## MATERIAL FOR THE TASK
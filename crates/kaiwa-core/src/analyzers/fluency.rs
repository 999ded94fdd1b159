//! Fluency analyzer.
//!
//! A pure function of response latency; the text itself is not inspected.
//! This standalone 0-10 mapping and the aggregator's 0-100 latency table in
//! `crate::scoring` are two independently defined mappings over the same
//! input and are deliberately not unified.

use std::fmt;

use serde::{Deserialize, Serialize};

use super::round2;

/// Qualitative fluency bucket.
#[derive(Debug, Clone, Copy, PartialEq, Eq, Serialize, Deserialize)]
#[serde(rename_all = "snake_case")]
pub enum FluencyLevel {
    Excellent,
    VeryGood,
    Good,
    Medium,
    NeedsImprovement,
    Slow,
}

impl fmt::Display for FluencyLevel {
    fn fmt(&self, f: &mut fmt::Formatter<'_>) -> fmt::Result {
        match self {
            FluencyLevel::Excellent => write!(f, "excellent"),
            FluencyLevel::VeryGood => write!(f, "very_good"),
            FluencyLevel::Good => write!(f, "good"),
            FluencyLevel::Medium => write!(f, "medium"),
            FluencyLevel::NeedsImprovement => write!(f, "needs_improvement"),
            FluencyLevel::Slow => write!(f, "slow"),
        }
    }
}

/// Result of fluency analysis for one text unit.
#[derive(Debug, Clone, Serialize, Deserialize)]
pub struct FluencyResult {
    /// Score in [5.0, 10.0] when latency is known, 7.0 when missing.
    pub score: f64,
    pub level: FluencyLevel,
    /// The latency in seconds, two decimals. `None` when not recorded.
    pub response_time_s: Option<f64>,
    pub suggestions: Vec<String>,
}

/// Analyze fluency from response latency.
///
/// `sentence_length` (in characters) is optional and only feeds the
/// pacing suggestion.
pub fn analyze(response_time_ms: Option<u64>, sentence_length: Option<usize>) -> FluencyResult {
    let Some(ms) = response_time_ms else {
        return FluencyResult {
            score: 7.0,
            level: FluencyLevel::Medium,
            response_time_s: None,
            suggestions: Vec::new(),
        };
    };

    let secs = ms as f64 / 1000.0;
    let (score, level) = if secs < 5.0 {
        (10.0, FluencyLevel::Excellent)
    } else if secs < 10.0 {
        (9.0, FluencyLevel::VeryGood)
    } else if secs < 20.0 {
        (8.0, FluencyLevel::Good)
    } else if secs < 30.0 {
        (7.0, FluencyLevel::Medium)
    } else if secs < 45.0 {
        (6.0, FluencyLevel::NeedsImprovement)
    } else {
        (5.0, FluencyLevel::Slow)
    };

    let mut suggestions = Vec::new();
    if secs > 30.0 {
        suggestions.push("Try to respond more quickly to improve fluency".to_string());
    }
    if let Some(len) = sentence_length {
        if len > 0 && secs / len as f64 > 2.0 {
            suggestions.push("Practice speaking shorter sentences first".to_string());
        }
    }

    FluencyResult {
        score,
        level,
        response_time_s: Some(round2(secs)),
        suggestions,
    }
}

#[cfg(test)]
mod tests {
    use super::*;

    #[test]
    fn missing_latency_defaults_to_medium() {
        let result = analyze(None, Some(20));
        assert_eq!(result.score, 7.0);
        assert_eq!(result.level, FluencyLevel::Medium);
        assert!(result.response_time_s.is_none());
        assert!(result.suggestions.is_empty());
    }

    #[test]
    fn bucket_boundaries_are_exclusive_upper() {
        assert_eq!(analyze(Some(4_999), None).score, 10.0);
        assert_eq!(analyze(Some(5_000), None).score, 9.0);
        assert_eq!(analyze(Some(9_999), None).score, 9.0);
        assert_eq!(analyze(Some(19_999), None).score, 8.0);
        assert_eq!(analyze(Some(29_999), None).score, 7.0);
        assert_eq!(analyze(Some(44_999), None).score, 6.0);
        assert_eq!(analyze(Some(45_000), None).score, 5.0);
        assert_eq!(analyze(Some(600_000), None).score, 5.0);
    }

    #[test]
    fn slow_response_suggests_speed() {
        let result = analyze(Some(40_000), None);
        assert_eq!(result.level, FluencyLevel::NeedsImprovement);
        assert_eq!(result.suggestions.len(), 1);
    }

    #[test]
    fn very_slow_short_sentence_suggests_pacing() {
        // 50s for a 10-char sentence: 5 s/char.
        let result = analyze(Some(50_000), Some(10));
        assert_eq!(result.level, FluencyLevel::Slow);
        assert!(result
            .suggestions
            .iter()
            .any(|s| s.contains("shorter sentences")));
    }

    #[test]
    fn reports_latency_in_seconds() {
        let result = analyze(Some(12_345), None);
        assert_eq!(result.response_time_s, Some(12.35));
    }
}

## EXERCISE REQUIREMENTS
On how many lines above does "VeryGood" occur? Say the number only.

## RESULT OF THIS EXERCISE
3